Task directions: Every line below that contains the word "PartialEq" must be copied.
*** Opening Records for this exercise ***
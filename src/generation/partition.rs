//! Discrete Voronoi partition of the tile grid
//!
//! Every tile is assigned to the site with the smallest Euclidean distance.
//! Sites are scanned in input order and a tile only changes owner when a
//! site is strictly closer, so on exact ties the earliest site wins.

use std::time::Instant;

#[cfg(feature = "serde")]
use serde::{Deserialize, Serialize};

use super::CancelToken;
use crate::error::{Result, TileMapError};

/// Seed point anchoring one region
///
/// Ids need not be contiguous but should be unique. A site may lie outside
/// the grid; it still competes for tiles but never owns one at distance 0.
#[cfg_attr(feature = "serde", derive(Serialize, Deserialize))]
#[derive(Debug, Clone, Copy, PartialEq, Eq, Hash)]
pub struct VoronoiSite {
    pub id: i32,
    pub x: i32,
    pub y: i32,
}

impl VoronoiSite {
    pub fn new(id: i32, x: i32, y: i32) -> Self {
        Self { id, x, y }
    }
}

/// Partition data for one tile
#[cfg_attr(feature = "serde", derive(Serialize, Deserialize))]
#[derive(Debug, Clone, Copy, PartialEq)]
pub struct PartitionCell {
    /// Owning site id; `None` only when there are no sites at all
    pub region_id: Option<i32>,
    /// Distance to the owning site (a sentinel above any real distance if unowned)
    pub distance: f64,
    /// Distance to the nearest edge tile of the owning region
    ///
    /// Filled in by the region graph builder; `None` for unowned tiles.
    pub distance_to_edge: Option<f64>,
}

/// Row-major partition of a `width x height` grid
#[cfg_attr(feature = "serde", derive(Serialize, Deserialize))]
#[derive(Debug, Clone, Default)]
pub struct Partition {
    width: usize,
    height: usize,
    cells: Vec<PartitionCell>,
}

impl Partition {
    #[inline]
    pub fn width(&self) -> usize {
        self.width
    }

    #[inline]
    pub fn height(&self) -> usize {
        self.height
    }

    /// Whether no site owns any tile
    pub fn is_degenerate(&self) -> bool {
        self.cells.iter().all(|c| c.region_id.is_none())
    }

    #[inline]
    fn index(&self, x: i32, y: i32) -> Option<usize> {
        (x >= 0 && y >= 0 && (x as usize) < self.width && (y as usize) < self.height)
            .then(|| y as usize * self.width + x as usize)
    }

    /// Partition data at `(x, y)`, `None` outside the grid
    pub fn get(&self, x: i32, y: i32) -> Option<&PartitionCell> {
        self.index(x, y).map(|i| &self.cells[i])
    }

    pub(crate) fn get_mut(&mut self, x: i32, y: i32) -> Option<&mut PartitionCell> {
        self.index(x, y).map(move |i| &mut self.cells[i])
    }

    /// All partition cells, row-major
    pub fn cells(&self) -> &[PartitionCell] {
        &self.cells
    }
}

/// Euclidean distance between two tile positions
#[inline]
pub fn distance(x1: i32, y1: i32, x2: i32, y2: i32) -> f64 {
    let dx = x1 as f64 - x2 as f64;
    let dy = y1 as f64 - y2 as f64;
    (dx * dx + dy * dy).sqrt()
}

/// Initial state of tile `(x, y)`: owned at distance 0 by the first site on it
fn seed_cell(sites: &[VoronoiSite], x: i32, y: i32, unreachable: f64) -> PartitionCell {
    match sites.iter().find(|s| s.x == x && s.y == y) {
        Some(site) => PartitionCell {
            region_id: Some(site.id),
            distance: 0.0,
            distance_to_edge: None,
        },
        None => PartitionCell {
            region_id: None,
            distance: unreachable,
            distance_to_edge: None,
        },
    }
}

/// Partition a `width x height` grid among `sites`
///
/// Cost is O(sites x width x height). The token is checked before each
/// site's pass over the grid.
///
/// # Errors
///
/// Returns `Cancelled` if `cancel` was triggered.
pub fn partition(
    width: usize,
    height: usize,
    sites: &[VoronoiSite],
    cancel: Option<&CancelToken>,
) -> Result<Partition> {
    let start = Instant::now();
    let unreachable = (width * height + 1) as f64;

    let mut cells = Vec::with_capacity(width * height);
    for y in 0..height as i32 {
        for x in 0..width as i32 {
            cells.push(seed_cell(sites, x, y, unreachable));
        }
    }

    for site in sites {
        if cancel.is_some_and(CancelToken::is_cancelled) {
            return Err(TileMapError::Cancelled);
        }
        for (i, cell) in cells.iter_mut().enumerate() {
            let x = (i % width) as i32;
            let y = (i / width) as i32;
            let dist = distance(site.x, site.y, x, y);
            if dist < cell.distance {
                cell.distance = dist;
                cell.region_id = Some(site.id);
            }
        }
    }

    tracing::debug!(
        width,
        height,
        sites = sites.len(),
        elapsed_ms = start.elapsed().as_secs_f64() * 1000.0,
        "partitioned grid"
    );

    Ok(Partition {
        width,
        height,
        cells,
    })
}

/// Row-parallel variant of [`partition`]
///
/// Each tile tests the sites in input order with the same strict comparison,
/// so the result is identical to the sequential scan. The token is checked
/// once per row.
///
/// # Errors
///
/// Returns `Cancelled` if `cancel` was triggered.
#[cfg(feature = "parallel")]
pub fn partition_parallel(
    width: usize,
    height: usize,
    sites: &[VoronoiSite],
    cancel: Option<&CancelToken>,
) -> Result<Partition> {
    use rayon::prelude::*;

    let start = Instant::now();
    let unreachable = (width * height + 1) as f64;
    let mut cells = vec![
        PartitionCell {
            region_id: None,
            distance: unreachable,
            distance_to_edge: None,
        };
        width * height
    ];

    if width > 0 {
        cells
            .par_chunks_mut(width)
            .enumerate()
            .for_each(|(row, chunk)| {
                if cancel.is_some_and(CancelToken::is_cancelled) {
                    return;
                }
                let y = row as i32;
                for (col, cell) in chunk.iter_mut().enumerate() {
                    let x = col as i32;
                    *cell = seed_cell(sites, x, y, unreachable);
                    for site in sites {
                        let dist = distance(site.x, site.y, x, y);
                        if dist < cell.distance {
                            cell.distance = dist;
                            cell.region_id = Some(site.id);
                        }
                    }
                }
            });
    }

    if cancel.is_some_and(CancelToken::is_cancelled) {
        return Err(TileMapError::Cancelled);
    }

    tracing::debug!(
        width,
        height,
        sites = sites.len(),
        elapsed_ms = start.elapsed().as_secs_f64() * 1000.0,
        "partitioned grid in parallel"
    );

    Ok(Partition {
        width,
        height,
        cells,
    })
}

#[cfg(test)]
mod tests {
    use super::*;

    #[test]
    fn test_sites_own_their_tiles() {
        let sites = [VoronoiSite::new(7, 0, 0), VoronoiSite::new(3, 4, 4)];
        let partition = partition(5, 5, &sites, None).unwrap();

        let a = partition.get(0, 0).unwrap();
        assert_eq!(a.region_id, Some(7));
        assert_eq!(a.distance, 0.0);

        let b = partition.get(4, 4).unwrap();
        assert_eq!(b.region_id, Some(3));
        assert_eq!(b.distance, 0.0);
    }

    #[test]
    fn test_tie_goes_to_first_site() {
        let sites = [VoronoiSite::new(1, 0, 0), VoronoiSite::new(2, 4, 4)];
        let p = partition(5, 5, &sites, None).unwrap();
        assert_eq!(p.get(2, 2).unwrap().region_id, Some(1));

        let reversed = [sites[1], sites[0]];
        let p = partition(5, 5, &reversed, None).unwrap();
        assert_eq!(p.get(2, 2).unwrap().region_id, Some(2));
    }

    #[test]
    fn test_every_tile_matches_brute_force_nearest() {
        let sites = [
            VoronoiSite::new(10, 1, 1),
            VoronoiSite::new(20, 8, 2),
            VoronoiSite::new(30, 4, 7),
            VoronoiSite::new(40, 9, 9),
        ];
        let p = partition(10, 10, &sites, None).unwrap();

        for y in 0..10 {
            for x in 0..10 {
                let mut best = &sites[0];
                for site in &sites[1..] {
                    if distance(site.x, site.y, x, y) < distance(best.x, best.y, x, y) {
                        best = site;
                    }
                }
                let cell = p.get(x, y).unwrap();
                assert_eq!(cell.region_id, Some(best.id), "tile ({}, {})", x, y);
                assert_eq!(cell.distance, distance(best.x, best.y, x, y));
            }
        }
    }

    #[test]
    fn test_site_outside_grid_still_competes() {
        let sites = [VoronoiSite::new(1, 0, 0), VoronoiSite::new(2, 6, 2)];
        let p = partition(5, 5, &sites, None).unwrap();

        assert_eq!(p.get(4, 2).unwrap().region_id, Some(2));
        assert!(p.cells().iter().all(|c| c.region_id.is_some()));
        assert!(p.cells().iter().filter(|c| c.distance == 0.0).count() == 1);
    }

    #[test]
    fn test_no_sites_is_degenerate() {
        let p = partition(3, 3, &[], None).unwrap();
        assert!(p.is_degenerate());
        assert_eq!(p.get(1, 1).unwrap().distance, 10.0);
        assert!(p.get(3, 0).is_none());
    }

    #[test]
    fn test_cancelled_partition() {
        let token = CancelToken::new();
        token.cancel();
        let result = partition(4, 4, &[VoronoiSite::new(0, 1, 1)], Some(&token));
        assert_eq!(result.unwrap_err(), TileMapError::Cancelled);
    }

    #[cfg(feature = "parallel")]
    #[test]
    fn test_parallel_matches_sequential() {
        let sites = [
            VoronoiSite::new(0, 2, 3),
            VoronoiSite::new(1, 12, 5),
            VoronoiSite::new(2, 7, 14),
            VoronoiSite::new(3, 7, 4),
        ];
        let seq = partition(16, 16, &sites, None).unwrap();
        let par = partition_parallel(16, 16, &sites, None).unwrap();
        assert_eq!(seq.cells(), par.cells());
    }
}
*** Closing Records for this exercise ***
Reply:
#[derive(Debug, Clone, Copy, PartialEq, Eq, Hash)]
#[derive(Debug, Clone, Copy, PartialEq)]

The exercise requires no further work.